Впервые тогда явилось передо мною — чудо. Потом — я познал его.

— Ты? — удивленный, спрашивает отец Андрюшку, указывая на ледяного Бушуя.

Андрюшка молчит, ходит вокруг Бушуя. Отец дает ему «зелененькую», три рубля, «за мастерство». Андрюшка, мотнув головой, пинает вдруг сапогом Бушуя, и тот разваливается на комья. Мы ахаем. Горкин кричит:

— Ах, ты, язва… голова вертячая, озорник-мошенник!.. Андрюшка ему смеется:

— Тебя, погоди, сваляю, крестный, тогда не пхну. В трактир, что ль, пойти-погреться.

В Зоологическом саду, на Пресне, где наши ледяные горы, кипит работа. Меня не берут туда. Горкин говорит, что не на что там глядеть покуда, а как будет готово — поедем вместе.

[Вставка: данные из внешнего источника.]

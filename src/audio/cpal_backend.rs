use crate::audio::AudioBackend;
use crate::runtime::NativeSynth;
use anyhow::{anyhow, bail, Context};
use cpal::traits::{DeviceTrait, HostTrait, StreamTrait};
use cpal::{SampleFormat, Stream};
use std::sync::{Arc, Mutex};

pub struct CpalBackend {
    stream: Option<Stream>,
    synth: Arc<Mutex<NativeSynth>>,
}

impl CpalBackend {
    pub fn new(synth: Arc<Mutex<NativeSynth>>) -> Self {
        Self {
            stream: None,
            synth,
        }
    }

    fn build_stream(&mut self) -> anyhow::Result<Stream> {
        let host = cpal::default_host();
        let device = host
            .default_output_device()
            .ok_or_else(|| anyhow!("No output device available"))?;
        log::info!("Selected device: {}", device.name().unwrap_or_default());

        let supported_config = device
            .default_output_config()
            .context("failed to query default output config")?;
        let stream_config: cpal::StreamConfig = supported_config.clone().into();

        let sample_rate = stream_config.sample_rate.0 as f32;
        let channels = stream_config.channels as usize;
        log::info!("Output: {} Hz, {} channel(s)", sample_rate, channels);

        let synth = self.synth.clone();

        let stream = match supported_config.sample_format() {
            SampleFormat::F32 => device.build_output_stream(
                &stream_config,
                move |data: &mut [f32], _: &cpal::OutputCallbackInfo| match synth.lock() {
                    Ok(mut synth) => synth.process_interleaved(data, channels, sample_rate),
                    Err(_) => {
                        log::error!("Synth lock poisoned, rendering silence");
                        data.fill(0.0);
                    }
                },
                |err| log::error!("Stream error: {}", err),
                None,
            )?,
            other => bail!("Unsupported sample format: {:?}", other),
        };

        Ok(stream)
    }
}

impl AudioBackend for CpalBackend {
    fn start(&mut self) -> anyhow::Result<()> {
        let stream = self.build_stream()?;
        stream.play().context("failed to start stream")?;
        self.stream = Some(stream);
        Ok(())
    }

    fn stop(&mut self) -> anyhow::Result<()> {
        if let Some(stream) = &self.stream {
            stream.pause().context("failed to stop stream")?;
        }
        Ok(())
    }
}
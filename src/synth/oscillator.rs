use super::error::GeneratorError;
use std::f32::consts::PI;

/// Identity of one tone generator instance, unique for the lifetime of a controller.
#[derive(Debug, Clone, Copy, PartialEq, Eq, Hash)]
pub struct GeneratorId(pub u64);

/// Completion signal: the named generator has stopped emitting.
#[derive(Debug, Clone, Copy, PartialEq, Eq)]
pub struct GeneratorEnded {
    pub id: GeneratorId,
}

#[derive(Debug, Clone, Copy, PartialEq)]
enum Lifecycle {
    Playing,
    Stopping { at: f64 },
    Ended,
}

/// Output of one rendered sample.
#[derive(Debug, Clone, Copy, PartialEq)]
pub enum Emission {
    Sample(f32),
    /// Emitted once, on the first sample at or past the stop time.
    Ended(GeneratorEnded),
    Silent,
}

/// Single-use triangle oscillator fixed at one frequency.
///
/// Starts emitting on creation. [`ToneGenerator::stop`] may be called once; it
/// schedules the end of emission, after which the generator reports
/// [`Emission::Ended`] and never sounds again.
#[derive(Debug, Clone)]
pub struct ToneGenerator {
    id: GeneratorId,
    frequency: f32,
    start_time: f64,
    phase: f32,
    lifecycle: Lifecycle,
}

impl ToneGenerator {
    pub fn start(id: GeneratorId, frequency: f32, now: f64) -> Self {
        log::debug!("Generator {:?} started at {:.1} Hz", id, frequency);
        Self {
            id,
            frequency,
            start_time: now,
            phase: 0.0,
            lifecycle: Lifecycle::Playing,
        }
    }

    pub fn id(&self) -> GeneratorId {
        self.id
    }

    pub fn frequency(&self) -> f32 {
        self.frequency
    }

    pub fn start_time(&self) -> f64 {
        self.start_time
    }

    /// Scheduled stop time, if `stop` has been called.
    pub fn stop_time(&self) -> Option<f64> {
        match self.lifecycle {
            Lifecycle::Stopping { at } => Some(at),
            _ => None,
        }
    }

    pub fn is_stopping(&self) -> bool {
        !matches!(self.lifecycle, Lifecycle::Playing)
    }

    pub fn has_ended(&self) -> bool {
        self.lifecycle == Lifecycle::Ended
    }

    pub fn stop(&mut self, at: f64) -> Result<(), GeneratorError> {
        match self.lifecycle {
            Lifecycle::Playing => {
                self.lifecycle = Lifecycle::Stopping { at };
                log::debug!("Generator {:?} will stop at {:.3}s", self.id, at);
                Ok(())
            }
            _ => Err(GeneratorError::AlreadyStopped),
        }
    }

    pub fn render(&mut self, now: f64, sample_rate: f32) -> Emission {
        match self.lifecycle {
            Lifecycle::Ended => return Emission::Silent,
            Lifecycle::Stopping { at } if now >= at => {
                self.lifecycle = Lifecycle::Ended;
                log::debug!("Generator {:?} ended at {:.3}s", self.id, now);
                return Emission::Ended(GeneratorEnded { id: self.id });
            }
            _ => {}
        }

        let sample = triangle(self.phase);
        self.phase += 2.0 * PI * self.frequency / sample_rate;
        if self.phase >= 2.0 * PI {
            self.phase -= 2.0 * PI;
        }
        Emission::Sample(sample)
    }
}

fn triangle(phase: f32) -> f32 {
    (2.0 / PI) * phase.sin().asin()
}

#[cfg(test)]
mod tests {
    use super::*;
    use approx::assert_abs_diff_eq;

    #[test]
    fn test_triangle_shape() {
        assert_abs_diff_eq!(triangle(0.0), 0.0, epsilon = 1e-6);
        assert_abs_diff_eq!(triangle(PI / 2.0), 1.0, epsilon = 1e-3);
        assert_abs_diff_eq!(triangle(PI / 4.0), 0.5, epsilon = 1e-3);
        assert_abs_diff_eq!(triangle(3.0 * PI / 2.0), -1.0, epsilon = 1e-3);
    }

    #[test]
    fn test_emits_one_cycle_per_period() {
        let mut generator = ToneGenerator::start(GeneratorId(1), 100.0, 0.0);
        let sample_rate = 400.0;
        let samples: Vec<f32> = (0..4)
            .map(|i| match generator.render(i as f64 / 400.0, sample_rate) {
                Emission::Sample(s) => s,
                other => panic!("unexpected {:?}", other),
            })
            .collect();
        assert_abs_diff_eq!(samples[0], 0.0, epsilon = 1e-5);
        assert_abs_diff_eq!(samples[1], 1.0, epsilon = 1e-3);
        assert_abs_diff_eq!(samples[2], 0.0, epsilon = 1e-3);
        assert_abs_diff_eq!(samples[3], -1.0, epsilon = 1e-3);
    }

    #[test]
    fn test_stop_is_single_use() {
        let mut generator = ToneGenerator::start(GeneratorId(7), 220.0, 0.0);
        assert!(generator.stop(0.5).is_ok());
        assert_eq!(generator.stop(0.6), Err(GeneratorError::AlreadyStopped));
        assert_eq!(generator.stop_time(), Some(0.5));
    }

    #[test]
    fn test_keeps_sounding_until_stop_time_then_signals_once() {
        let mut generator = ToneGenerator::start(GeneratorId(3), 220.0, 0.0);
        generator.stop(0.01).unwrap();

        assert!(matches!(
            generator.render(0.005, 1000.0),
            Emission::Sample(_)
        ));
        assert_eq!(
            generator.render(0.01, 1000.0),
            Emission::Ended(GeneratorEnded { id: GeneratorId(3) })
        );
        assert!(generator.has_ended());
        assert_eq!(generator.render(0.011, 1000.0), Emission::Silent);
        assert_eq!(generator.stop(1.0), Err(GeneratorError::AlreadyStopped));
    }
}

На Александра Невского, 23 числа ноября, меня посылают поздравить крестного с Ангелом, а вечером старшие поедут в гости. Я туда не люблю ходить: там гордецы-богачи, и крестный грубый, глаза у него, «как у людоеда», огромный, черный, идет — пол от него дрожит. Скажешь ему стишки, а он и не взглянет даже, только буркнет — «ага… ладно, ступай, там тебе пирога дадут», — и сунет рваный рублик. И рублика я боюсь: «грешный» он. Так и говорят все: «кашинские деньги сиротскими слезами… политы… Кашины — „тискотеры“, дерут с живого и с мертвого, от слез на пороге мокро».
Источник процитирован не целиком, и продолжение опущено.